● DESCRIPTION OF THE TASK:
Return exactly the span of lines in the following data that opens with the line containing "while let Some(id)" and closes with the line containing "let mut pending = Vec::new();". Include nothing else.

[Stored dataset items]

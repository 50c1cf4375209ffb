// SPDX-License-Identifier: PolyForm-Noncommercial-1.0.0
// Copyright (c) 2025 Sylvex. All rights reserved.

//! Node type registry.
//!
//! The registry is built once from a model description and is read-only
//! afterwards. Building validates the whole model so that nothing the engine
//! does later can trip over a dangling reference:
//!
//! - type IDs and symbolic names are unique
//! - every supertype and child type is registered
//! - declared browse names are unique per type
//! - supertype chains are acyclic
//! - inherited children are only overridden compatibly
//! - mandatory children never form a cycle
//!
//! # Effective slots
//!
//! A type's effective slot list is its supertype's effective list followed by
//! its own declared slots. A declared slot whose browse name matches an
//! inherited one overrides it in place, keeping the inherited position.
//!
//! ```text
//! BaseObjectType          []
//! TopologyElementType     [ParameterSet?]
//! ComponentType           [ParameterSet?, Manufacturer?, Model?, ...]
//! MotionDeviceType        [ParameterSet?, Manufacturer, Model, ..., Axes, PowerTrains, FlangeLoad?]
//! ```

use std::collections::HashMap;

use crate::error::{ModelResult, SchemaError};
use crate::schema::{ChildSlot, NodeTypeSchema, TypeRef};
use crate::types::{NodeId, QualifiedName};

/// URI of namespace 0.
pub const UA_NAMESPACE_URI: &str = "http://opcfoundation.org/UA/";

// =============================================================================
// NodeTypeRegistry
// =============================================================================

/// Immutable, validated set of node type schemas.
#[derive(Debug, Clone)]
pub struct NodeTypeRegistry {
    namespaces: Vec<String>,
    types: Vec<NodeTypeSchema>,
    effective: Vec<Vec<ChildSlot>>,
    by_id: HashMap<NodeId, usize>,
    by_name: HashMap<String, usize>,
}

impl NodeTypeRegistry {
    /// Creates a registry builder.
    pub fn builder() -> NodeTypeRegistryBuilder {
        NodeTypeRegistryBuilder::new()
    }

    /// Returns the schema of a type.
    pub fn get(&self, type_id: &NodeId) -> ModelResult<&NodeTypeSchema> {
        self.index_of(type_id).map(|idx| &self.types[idx])
    }

    /// Returns the schema with the given symbolic name.
    pub fn get_by_name(&self, symbolic_name: &str) -> ModelResult<&NodeTypeSchema> {
        self.by_name
            .get(symbolic_name)
            .map(|&idx| &self.types[idx])
            .ok_or_else(|| SchemaError::unknown_type(symbolic_name).into())
    }

    /// Resolves a type reference.
    pub fn resolve(&self, type_ref: &TypeRef) -> ModelResult<&NodeTypeSchema> {
        match type_ref {
            TypeRef::Id(id) => self.get(id),
            TypeRef::Name(name) => self.get_by_name(name),
        }
    }

    /// Returns `true` if the type is registered.
    pub fn contains(&self, type_id: &NodeId) -> bool {
        self.by_id.contains_key(type_id)
    }

    /// Returns the effective child slots of a type, inherited slots first.
    pub fn effective_slots(&self, type_id: &NodeId) -> ModelResult<&[ChildSlot]> {
        self.index_of(type_id).map(|idx| self.effective[idx].as_slice())
    }

    /// Looks up an effective slot by browse name.
    ///
    /// A key in namespace 0 matches the name in any namespace.
    pub fn find_slot(&self, type_id: &NodeId, key: &QualifiedName) -> ModelResult<Option<&ChildSlot>> {
        Ok(self
            .effective_slots(type_id)?
            .iter()
            .find(|slot| slot.matches(key)))
    }

    /// Returns `true` if `sub` is `base` or derives from it.
    pub fn is_subtype_of(&self, sub: &NodeId, base: &NodeId) -> bool {
        derives_from(&self.types, &self.by_id, sub, base)
    }

    /// Returns the supertype chain of a type, starting with the type itself.
    pub fn type_hierarchy(&self, type_id: &NodeId) -> ModelResult<Vec<&NodeTypeSchema>> {
        let mut chain = Vec::new();
        let mut current = Some(self.get(type_id)?);
        while let Some(schema) = current {
            chain.push(schema);
            current = match schema.super_type {
                Some(ref super_type) => Some(self.get(super_type)?),
                None => None,
            };
        }
        Ok(chain)
    }

    /// Returns a human-readable name for a type, for messages.
    pub fn type_name(&self, type_id: &NodeId) -> String {
        match self.get(type_id) {
            Ok(schema) => schema.display_name().to_string(),
            Err(_) => type_id.to_string(),
        }
    }

    /// Returns the namespace URI table. Index 0 is the base namespace.
    pub fn namespaces(&self) -> &[String] {
        &self.namespaces
    }

    /// Returns the index of a namespace URI.
    pub fn namespace_index(&self, uri: &str) -> Option<u16> {
        self.namespaces
            .iter()
            .position(|ns| ns == uri)
            .and_then(|idx| u16::try_from(idx).ok())
    }

    /// Returns the number of registered types.
    pub fn len(&self) -> usize {
        self.types.len()
    }

    /// Returns `true` if no types are registered.
    pub fn is_empty(&self) -> bool {
        self.types.is_empty()
    }

    /// Iterates over the schemas in registration order.
    pub fn iter(&self) -> impl Iterator<Item = &NodeTypeSchema> {
        self.types.iter()
    }

    fn index_of(&self, type_id: &NodeId) -> ModelResult<usize> {
        self.by_id
            .get(type_id)
            .copied()
            .ok_or_else(|| SchemaError::unknown_type(type_id.to_string()).into())
    }
}

// =============================================================================
// NodeTypeRegistryBuilder
// =============================================================================

/// Builder for [`NodeTypeRegistry`].
#[derive(Debug, Clone)]
pub struct NodeTypeRegistryBuilder {
    namespaces: Vec<String>,
    types: Vec<NodeTypeSchema>,
}

impl Default for NodeTypeRegistryBuilder {
    fn default() -> Self {
        Self::new()
    }
}

impl NodeTypeRegistryBuilder {
    /// Creates a builder with only the base namespace.
    pub fn new() -> Self {
        Self {
            namespaces: vec![UA_NAMESPACE_URI.to_string()],
            types: Vec::new(),
        }
    }

    /// Registers a namespace URI. Already registered URIs are ignored.
    pub fn namespace(mut self, uri: impl Into<String>) -> Self {
        let uri = uri.into();
        if !self.namespaces.contains(&uri) {
            self.namespaces.push(uri);
        }
        self
    }

    /// Adds a type schema.
    pub fn add_type(mut self, schema: NodeTypeSchema) -> Self {
        self.types.push(schema);
        self
    }

    /// Adds several type schemas.
    pub fn add_types(mut self, schemas: impl IntoIterator<Item = NodeTypeSchema>) -> Self {
        self.types.extend(schemas);
        self
    }

    /// Returns the number of types added so far.
    pub fn type_count(&self) -> usize {
        self.types.len()
    }

    /// Validates the model and builds the registry.
    pub fn build(self) -> ModelResult<NodeTypeRegistry> {
        let Self { namespaces, types } = self;

        let mut by_id = HashMap::with_capacity(types.len());
        let mut by_name = HashMap::with_capacity(types.len());
        for (idx, schema) in types.iter().enumerate() {
            if !schema.node_class.is_type() {
                return Err(SchemaError::invalid_type_ref(
                    schema.type_id.to_string(),
                    format!("node class {} is not a type node class", schema.node_class),
                )
                .into());
            }
            if by_id.insert(schema.type_id.clone(), idx).is_some() {
                return Err(SchemaError::DuplicateType {
                    type_id: schema.type_id.to_string(),
                }
                .into());
            }
            if by_name.insert(schema.symbolic_name.clone(), idx).is_some() {
                return Err(SchemaError::DuplicateSymbolicName {
                    name: schema.symbolic_name.clone(),
                }
                .into());
            }
        }

        for schema in &types {
            check_references(schema, &by_id)?;
        }
        check_supertype_chains(&types, &by_id)?;

        let effective = compute_effective_slots(&types, &by_id)?;
        check_mandatory_cycles(&types, &by_id, &effective)?;

        tracing::debug!(
            types = types.len(),
            namespaces = namespaces.len(),
            "Node type registry built"
        );

        Ok(NodeTypeRegistry {
            namespaces,
            types,
            effective,
            by_id,
            by_name,
        })
    }
}

// =============================================================================
// Validation
// =============================================================================

fn check_references(schema: &NodeTypeSchema, by_id: &HashMap<NodeId, usize>) -> ModelResult<()> {
    if let Some(ref super_type) = schema.super_type {
        if !by_id.contains_key(super_type) {
            return Err(SchemaError::unknown_type(super_type.to_string()).into());
        }
    }

    for (pos, slot) in schema.children.iter().enumerate() {
        if !by_id.contains_key(&slot.child_type) {
            return Err(SchemaError::unknown_type(slot.child_type.to_string()).into());
        }
        let duplicated = schema.children[..pos]
            .iter()
            .any(|earlier| earlier.browse_name.name == slot.browse_name.name);
        if duplicated {
            return Err(SchemaError::duplicate_browse_name(
                schema.display_name(),
                slot.browse_name.to_string(),
            )
            .into());
        }
    }

    Ok(())
}

fn check_supertype_chains(types: &[NodeTypeSchema], by_id: &HashMap<NodeId, usize>) -> ModelResult<()> {
    for schema in types {
        let mut current = schema.super_type.as_ref();
        let mut steps = 0usize;
        while let Some(super_type) = current {
            steps += 1;
            if steps > types.len() {
                return Err(SchemaError::CyclicSupertype {
                    type_name: schema.display_name().to_string(),
                }
                .into());
            }
            current = by_id
                .get(super_type)
                .and_then(|&idx| types[idx].super_type.as_ref());
        }
    }
    Ok(())
}

/// Walks the supertype chain of `sub` looking for `base`.
fn derives_from(
    types: &[NodeTypeSchema],
    by_id: &HashMap<NodeId, usize>,
    sub: &NodeId,
    base: &NodeId,
) -> bool {
    let mut current = Some(sub);
    let mut steps = 0usize;
    while let Some(id) = current {
        if id == base {
            return true;
        }
        steps += 1;
        if steps > types.len() {
            return false;
        }
        current = by_id.get(id).and_then(|&idx| types[idx].super_type.as_ref());
    }
    false
}

fn compute_effective_slots(
    types: &[NodeTypeSchema],
    by_id: &HashMap<NodeId, usize>,
) -> ModelResult<Vec<Vec<ChildSlot>>> {
    let mut effective: Vec<Option<Vec<ChildSlot>>> = vec![None; types.len()];

    for start in 0..types.len() {
        // Collect the not yet computed part of the chain, then fill it root first.
        let mut pending = Vec::new();
        let mut current = Some(start);
        while let Some(idx) = current {
            if effective[idx].is_some() {
                break;
            }
            pending.push(idx);
            current = types[idx]
                .super_type
                .as_ref()
                .and_then(|super_type| by_id.get(super_type).copied());
        }

        for &idx in pending.iter().rev() {
            let schema = &types[idx];
            let mut slots = match schema.super_type.as_ref().and_then(|s| by_id.get(s)) {
                Some(&super_idx) => effective[super_idx].clone().unwrap_or_default(),
                None => Vec::new(),
            };

            for declared in &schema.children {
                match slots
                    .iter()
                    .position(|inherited| inherited.browse_name.name == declared.browse_name.name)
                {
                    Some(pos) => {
                        let merged = override_slot(types, by_id, schema, &slots[pos], declared)?;
                        slots[pos] = merged;
                    }
                    None => slots.push(declared.clone()),
                }
            }

            effective[idx] = Some(slots);
        }
    }

    Ok(effective.into_iter().map(Option::unwrap_or_default).collect())
}

fn override_slot(
    types: &[NodeTypeSchema],
    by_id: &HashMap<NodeId, usize>,
    schema: &NodeTypeSchema,
    inherited: &ChildSlot,
    declared: &ChildSlot,
) -> ModelResult<ChildSlot> {
    if !derives_from(types, by_id, &declared.child_type, &inherited.child_type) {
        return Err(SchemaError::invalid_override(
            schema.display_name(),
            declared.browse_name.to_string(),
            format!(
                "{} does not derive from the inherited type {}",
                declared.child_type, inherited.child_type
            ),
        )
        .into());
    }
    if inherited.is_mandatory() && declared.optional {
        return Err(SchemaError::invalid_override(
            schema.display_name(),
            declared.browse_name.to_string(),
            "an inherited mandatory child cannot become optional",
        )
        .into());
    }

    let mut merged = declared.clone();
    if merged.defaults.is_none() {
        merged.defaults = inherited.defaults.clone();
    }
    Ok(merged)
}

#[derive(Clone, Copy, PartialEq, Eq)]
enum Visit {
    New,
    Active,
    Done,
}

fn check_mandatory_cycles(
    types: &[NodeTypeSchema],
    by_id: &HashMap<NodeId, usize>,
    effective: &[Vec<ChildSlot>],
) -> ModelResult<()> {
    let mut marks = vec![Visit::New; types.len()];
    let mut path = Vec::new();

    for idx in 0..types.len() {
        if marks[idx] == Visit::New {
            visit_mandatory(idx, types, by_id, effective, &mut marks, &mut path)?;
        }
    }
    Ok(())
}

fn visit_mandatory(
    idx: usize,
    types: &[NodeTypeSchema],
    by_id: &HashMap<NodeId, usize>,
    effective: &[Vec<ChildSlot>],
    marks: &mut [Visit],
    path: &mut Vec<String>,
) -> ModelResult<()> {
    marks[idx] = Visit::Active;

    for slot in effective[idx].iter().filter(|slot| slot.is_mandatory()) {
        let Some(&child_idx) = by_id.get(&slot.child_type) else {
            continue;
        };
        path.push(format!("{}.{}", types[idx].display_name(), slot.browse_name.name));

        match marks[child_idx] {
            Visit::Active => {
                return Err(SchemaError::MandatoryCycle {
                    path: path.join(" -> "),
                }
                .into());
            }
            Visit::New => visit_mandatory(child_idx, types, by_id, effective, marks, path)?,
            Visit::Done => {}
        }

        path.pop();
    }

    marks[idx] = Visit::Done;
    Ok(())
}

// =============================================================================
// Tests
// =============================================================================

● EXERCISE ANSWER:
    while let Some(id) = current {
        if id == base {
            return true;
        }
        steps += 1;
        if steps > types.len() {
            return false;
        }
        current = by_id.get(id).and_then(|&idx| types[idx].super_type.as_ref());
    }
    false
}

fn compute_effective_slots(
    types: &[NodeTypeSchema],
    by_id: &HashMap<NodeId, usize>,
) -> ModelResult<Vec<Vec<ChildSlot>>> {
    let mut effective: Vec<Option<Vec<ChildSlot>>> = vec![None; types.len()];

    for start in 0..types.len() {
        // Collect the not yet computed part of the chain, then fill it root first.
        let mut pending = Vec::new();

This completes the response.